扩散模型在文本到图像生成方面表现出色,尤其在以主题驱动的个性化图像生成方面。然而,现有方法由于主题特定的微调而效率低下,因为需要大量的计算资源,而这限制了扩散模型高效部署的可能性。此外,现有方法在多主题生成方面存在困难,因为它们经常在不同主题之间混合特征。因此我们提出了FastComposer,它可以实现高效、个性化、多主题的文本到图像生成,而无需进行微调。FastComposer利用图像编码器提取的主题嵌入来增强扩散模型中的通用文本条件,只需进行前向传递即可基于主题图像和文本指令进行个性化图像生成。为了解决多主题生成中的身份混合问题,FastComposer在训练过程中提出了交叉注意力定位监督,强制参考主题的注意力定位于目标图像中的正确区域。简单地基于主题嵌入进行条件设定会导致主题过度拟合的问题。为了在以主题驱动的图像生成中同时保持身份和可编辑性,FastComposer在去噪步骤中提出了延迟主题条件设定的方法。FastComposer可以生成具有不同风格、动作和背景的多个未知个体的图像。与基于微调的方法相比,它实现了300倍到2500倍的加速,并且对于新主题不需要额外的存储空间。正因如此FastComposer为高效、个性化和高质量的多主题图像创作铺平了道路。

预训练模型

该模型有几个权重,包括vae,unet和clip。您应该先从stable-diffusion-1.5clipModel 下载权重,然后将配置中的“stable_diffusion_v15_url”和”clip_vit_url“更改为对应的权重路径,将”finetuned_model_path“更改为fastcomposer的权重路径。

Model Dataset Download
FastComposer - model

快速开始

您可以通过以下方式在本地运行来演示

python demo/gradio_fastcomposer.py

或者运行一下代码,您就能获得依照文本生成的特定图像。

import numpy as np
import mmcv
from mmengine import Config
from PIL import Image

from mmagic.registry import MODELS
from mmagic.utils import register_all_modules
import torch, gc

gc.collect()
torch.cuda.empty_cache()

register_all_modules()

cfg_file = Config.fromfile('configs/fastcomposer/fastcomposer_8xb16_FFHQ.py')

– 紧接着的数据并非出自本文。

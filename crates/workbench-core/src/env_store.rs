//! Keyed line store for the orchestrator's `.env` file.
//!
//! The file is the source of truth — every operation reads it fresh from
//! disk, and writes replace only the targeted `KEY=value` line, leaving
//! comments, unrelated keys, and even pre-existing duplicate key lines
//! untouched. When the key line is duplicated, the first match wins.

use std::path::Path;

use thiserror::Error;

pub const ENV_FILE_NAME: &str = ".env";
pub const PRIVATE_KEY_VAR: &str = "CRE_ETH_PRIVATE_KEY";
pub const TARGET_VAR: &str = "CRE_TARGET";
pub const DEFAULT_TARGET: &str = "staging-settings";

/// Values that mark a key slot as still holding template text. Matched as
/// case-sensitive substrings of the stored value, deliberately permissive.
const PLACEHOLDER_MARKERS: &[&str] = &["your_", "your-eth-private-key", "placeholder"];

#[derive(Debug, Error)]
pub enum EnvStoreError {
    #[error("{0}")]
    InvalidKey(String),
    #[error(transparent)]
    Io(#[from] std::io::Error),
}

/// Result of a private-key status read. Read failures are folded into
/// `configured: false` with a diagnostic instead of surfacing as errors.
#[derive(Debug, Clone)]
pub struct KeyStatus {
    pub configured: bool,
    pub path: String,
    pub error: Option<String>,
}

/// Report whether the `.env` file holds a usable private key.
pub fn read_private_key_status(path: &Path) -> KeyStatus {
    let display = path.display().to_string();
    match std::fs::read_to_string(path) {
        Ok(content) => KeyStatus {
            configured: is_key_configured(&content),
            path: display,
            error: None,
        },
        Err(e) => KeyStatus {
            configured: false,
            path: display,
            error: Some(e.to_string()),
        },
    }
}

/// Validate and store a private key, preserving all unrelated lines.
///
/// Accepts an optional `0x` prefix and surrounding whitespace; the stored
/// value is the bare 64-hex-character key. Validation failure leaves the
/// file untouched.
pub fn write_private_key(path: &Path, raw_key: &str) -> Result<(), EnvStoreError> {
    let key = clean_private_key(raw_key)?;

    let content = std::fs::read_to_string(path).unwrap_or_default();
    let mut updated = upsert_line(&content, PRIVATE_KEY_VAR, &key);
    if first_value(&updated, TARGET_VAR).is_none() {
        updated.push_str(&format!("{}={}\n", TARGET_VAR, DEFAULT_TARGET));
    }

    std::fs::write(path, updated)?;
    Ok(())
}

/// Create the `.env` file (and its parent directories) when absent.
/// Existing files are never touched. Returns whether a file was created.
pub fn ensure_env_file(
    path: &Path,
    bootstrap_key: Option<&str>,
    bootstrap_target: Option<&str>,
) -> Result<bool, EnvStoreError> {
    if path.exists() {
        return Ok(false);
    }
    if let Some(parent) = path.parent() {
        std::fs::create_dir_all(parent)?;
    }
    let content = format!(
        "{}={}\n{}={}\n",
        PRIVATE_KEY_VAR,
        bootstrap_key.unwrap_or(""),
        TARGET_VAR,
        bootstrap_target.unwrap_or(DEFAULT_TARGET),
    );
    std::fs::write(path, content)?;
    Ok(true)
}

/// Strip whitespace and an optional `0x` prefix, then require exactly 64
/// hexadecimal characters.
fn clean_private_key(raw: &str) -> Result<String, EnvStoreError> {
    let trimmed = raw.trim();
    let bare = trimmed
        .strip_prefix("0x")
        .or_else(|| trimmed.strip_prefix("0X"))
        .unwrap_or(trimmed);

    if bare.len() != 64 || !bare.chars().all(|c| c.is_ascii_hexdigit()) {
        return Err(EnvStoreError::InvalidKey(
            "private key must be 64 hexadecimal characters (optionally 0x-prefixed)".to_string(),
        ));
    }
    Ok(bare.to_string())
}

/// Value of the first `key=` line, if any.
fn first_value<'a>(content: &'a str, key: &str) -> Option<&'a str> {
    content
        .lines()
        .find_map(|line| line.strip_prefix(key).and_then(|rest| rest.strip_prefix('=')))
}

fn is_key_configured(content: &str) -> bool {
    let Some(value) = first_value(content, PRIVATE_KEY_VAR) else {
        return false;
    };
    let value = value.trim();
    !value.is_empty() && !PLACEHOLDER_MARKERS.iter().any(|marker| value.contains(marker))
}

/// Replace the first `key=` line with `key=value`, or append one. Every
/// other line — later duplicates included — passes through unchanged.
fn upsert_line(content: &str, key: &str, value: &str) -> String {
    let mut lines: Vec<String> = content.lines().map(str::to_string).collect();
    let replacement = format!("{}={}", key, value);

    match lines
        .iter()
        .position(|line| line.starts_with(key) && line[key.len()..].starts_with('='))
    {
        Some(index) => lines[index] = replacement,
        None => lines.push(replacement),
    }

    let mut out = lines.join("\n");
    out.push('\n');
    out
}

#[cfg(test)]
mod tests {
    use super::*;
    use tempfile::tempdir;

    const KEY: &str = "aaaaaaaaaaaaaaaaaaaaaaaaaaaaaaaaaaaaaaaaaaaaaaaaaaaaaaaaaaaaaaaa";

    #[test]
    fn test_clean_private_key() {
        assert_eq!(clean_private_key(KEY).unwrap(), KEY);
        assert_eq!(clean_private_key(&format!("0x{}", KEY)).unwrap(), KEY);
        assert_eq!(clean_private_key(&format!("  0x{}  ", KEY)).unwrap(), KEY);

        let upper = KEY.to_uppercase();
        assert_eq!(clean_private_key(&upper).unwrap(), upper);

        assert!(clean_private_key("").is_err());
        assert!(clean_private_key("0x").is_err());
        assert!(clean_private_key(&KEY[..63]).is_err());
        assert!(clean_private_key(&format!("{}a", KEY)).is_err());
        assert!(clean_private_key(&format!("{}g", &KEY[..63])).is_err());
        // 0x stripped exactly once; a doubled prefix leaves non-hex chars.
        assert!(clean_private_key(&format!("0x0x{}", &KEY[..60])).is_err());
    }

    #[test]
    fn test_configured_detection() {
        assert!(is_key_configured(&format!("CRE_ETH_PRIVATE_KEY={}\n", KEY)));
        assert!(!is_key_configured(""));
        assert!(!is_key_configured("CRE_TARGET=staging-settings\n"));
        assert!(!is_key_configured("CRE_ETH_PRIVATE_KEY=\n"));
        assert!(!is_key_configured("CRE_ETH_PRIVATE_KEY=   \n"));
        assert!(!is_key_configured(
            "CRE_ETH_PRIVATE_KEY=your_private_key_here\n"
        ));
        assert!(!is_key_configured(
            "CRE_ETH_PRIVATE_KEY=<your-eth-private-key>\n"
        ));
        assert!(!is_key_configured("CRE_ETH_PRIVATE_KEY=placeholder\n"));
        // The check is a substring match, not full-value equality.
        assert!(!is_key_configured(
            "CRE_ETH_PRIVATE_KEY=abc_placeholder_def\n"
        ));
    }

    #[test]
    fn test_first_duplicate_wins() {
        let content = format!(
            "CRE_ETH_PRIVATE_KEY=\nCRE_ETH_PRIVATE_KEY={}\n",
            KEY
        );
        // The first (empty) line is authoritative.
        assert!(!is_key_configured(&content));
    }

    #[test]
    fn test_key_name_must_match_exactly() {
        // A longer variable sharing the prefix is not the key.
        assert!(!is_key_configured(&format!(
            "CRE_ETH_PRIVATE_KEY_BACKUP={}\n",
            KEY
        )));
    }

    #[test]
    fn test_upsert_preserves_unrelated_lines() {
        let content = "# orchestrator settings\nCRE_TARGET=production-settings\nCRE_ETH_PRIVATE_KEY=old\nEXTRA=1\n";
        let updated = upsert_line(content, PRIVATE_KEY_VAR, KEY);
        assert_eq!(
            updated,
            format!(
                "# orchestrator settings\nCRE_TARGET=production-settings\nCRE_ETH_PRIVATE_KEY={}\nEXTRA=1\n",
                KEY
            )
        );
    }

    #[test]
    fn test_upsert_replaces_first_match_only() {
        let content = "CRE_ETH_PRIVATE_KEY=old1\nCRE_ETH_PRIVATE_KEY=old2\n";
        let updated = upsert_line(content, PRIVATE_KEY_VAR, KEY);
        assert_eq!(
            updated,
            format!("CRE_ETH_PRIVATE_KEY={}\nCRE_ETH_PRIVATE_KEY=old2\n", KEY)
        );
    }

    #[test]
    fn test_upsert_appends_when_absent() {
        let updated = upsert_line("CRE_TARGET=staging-settings\n", PRIVATE_KEY_VAR, KEY);
        assert_eq!(
            updated,
            format!("CRE_TARGET=staging-settings\nCRE_ETH_PRIVATE_KEY={}\n", KEY)
        );
    }

    #[test]
    fn test_write_then_read_round_trip() {
        let dir = tempdir().unwrap();
        let env_path = dir.path().join(".env");

        let status = read_private_key_status(&env_path);
        assert!(!status.configured);
        assert!(status.error.is_some());

        write_private_key(&env_path, &format!("0x{}", KEY)).unwrap();
        let status = read_private_key_status(&env_path);
        assert!(status.configured);
        assert!(status.error.is_none());

        let content = std::fs::read_to_string(&env_path).unwrap();
        assert_eq!(
            content,
            format!("CRE_ETH_PRIVATE_KEY={}\nCRE_TARGET={}\n", KEY, DEFAULT_TARGET)
        );
    }

    #[test]
    fn test_write_keeps_existing_target() {
        let dir = tempdir().unwrap();
        let env_path = dir.path().join(".env");
        std::fs::write(&env_path, "CRE_TARGET=production-settings\n").unwrap();

        write_private_key(&env_path, KEY).unwrap();
        let content = std::fs::read_to_string(&env_path).unwrap();
        assert_eq!(
            content,
            format!(
                "CRE_TARGET=production-settings\nCRE_ETH_PRIVATE_KEY={}\n",
                KEY
            )
        );
    }

    #[test]
    fn test_invalid_key_leaves_file_untouched() {
        let dir = tempdir().unwrap();
        let env_path = dir.path().join(".env");
        let original = "CRE_ETH_PRIVATE_KEY=old\nEXTRA=1\n";
        std::fs::write(&env_path, original).unwrap();

        let err = write_private_key(&env_path, "not-a-key").unwrap_err();
        assert!(matches!(err, EnvStoreError::InvalidKey(_)));
        assert_eq!(std::fs::read_to_string(&env_path).unwrap(), original);
    }

    #[test]
    fn test_ensure_env_file() {
        let dir = tempdir().unwrap();
        let env_path = dir.path().join("nested").join(".env");

        let created = ensure_env_file(&env_path, None, None).unwrap();
        assert!(created);
        assert_eq!(
            std::fs::read_to_string(&env_path).unwrap(),
            format!("CRE_ETH_PRIVATE_KEY=\nCRE_TARGET={}\n", DEFAULT_TARGET)
        );

        // Second call is a no-op even after the file changed.
        std::fs::write(&env_path, "CUSTOM=1\n").unwrap();
        let created = ensure_env_file(&env_path, Some(KEY), Some("local")).unwrap();
        assert!(!created);
        assert_eq!(std::fs::read_to_string(&env_path).unwrap(), "CUSTOM=1\n");
    }

    #[test]
    fn test_ensure_env_file_uses_bootstrap_values() {
        let dir = tempdir().unwrap();
        let env_path = dir.path().join(".env");

        ensure_env_file(&env_path, Some(KEY), Some("local-settings")).unwrap();
        assert_eq!(
            std::fs::read_to_string(&env_path).unwrap(),
            format!("CRE_ETH_PRIVATE_KEY={}\nCRE_TARGET=local-settings\n", KEY)
        );
    }
}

fastcomposer = MODELS.build(cfg_file.model).cuda()

prompt = "A man img and a man img sitting in a park"
negative_prompt = "((((ugly)))), (((duplicate))), ((morbid)), ((mutilated)), [out of frame], extra fingers, mutated hands, ((poorly drawn hands)), ((poorly drawn face)), (((mutation))), (((deformed))), ((ugly)), blurry, ((bad anatomy)), (((bad proportions))), ((extra limbs)), cloned face, (((disfigured))). out of frame, ugly, extra limbs, (bad anatomy), gross proportions, (malformed limbs), ((missing arms)), ((missing legs)), (((extra arms))), (((extra legs))), mutated hands, (fused fingers), (too many fingers), (((long neck)))"
alpha_ = 0.75
guidance_scale = 5
num_steps = 50
num_images = 1
image = []
seed = -1

image1 = mmcv.imread('https://user-images.githubusercontent.com/14927720/265911400-91635451-54b6-4dc6-92a7-c1d02f88b62e.jpeg')
image2 = mmcv.imread('https://user-images.githubusercontent.com/14927720/265911502-66b67f53-dff0-4d25-a9af-3330e446aa48.jpeg')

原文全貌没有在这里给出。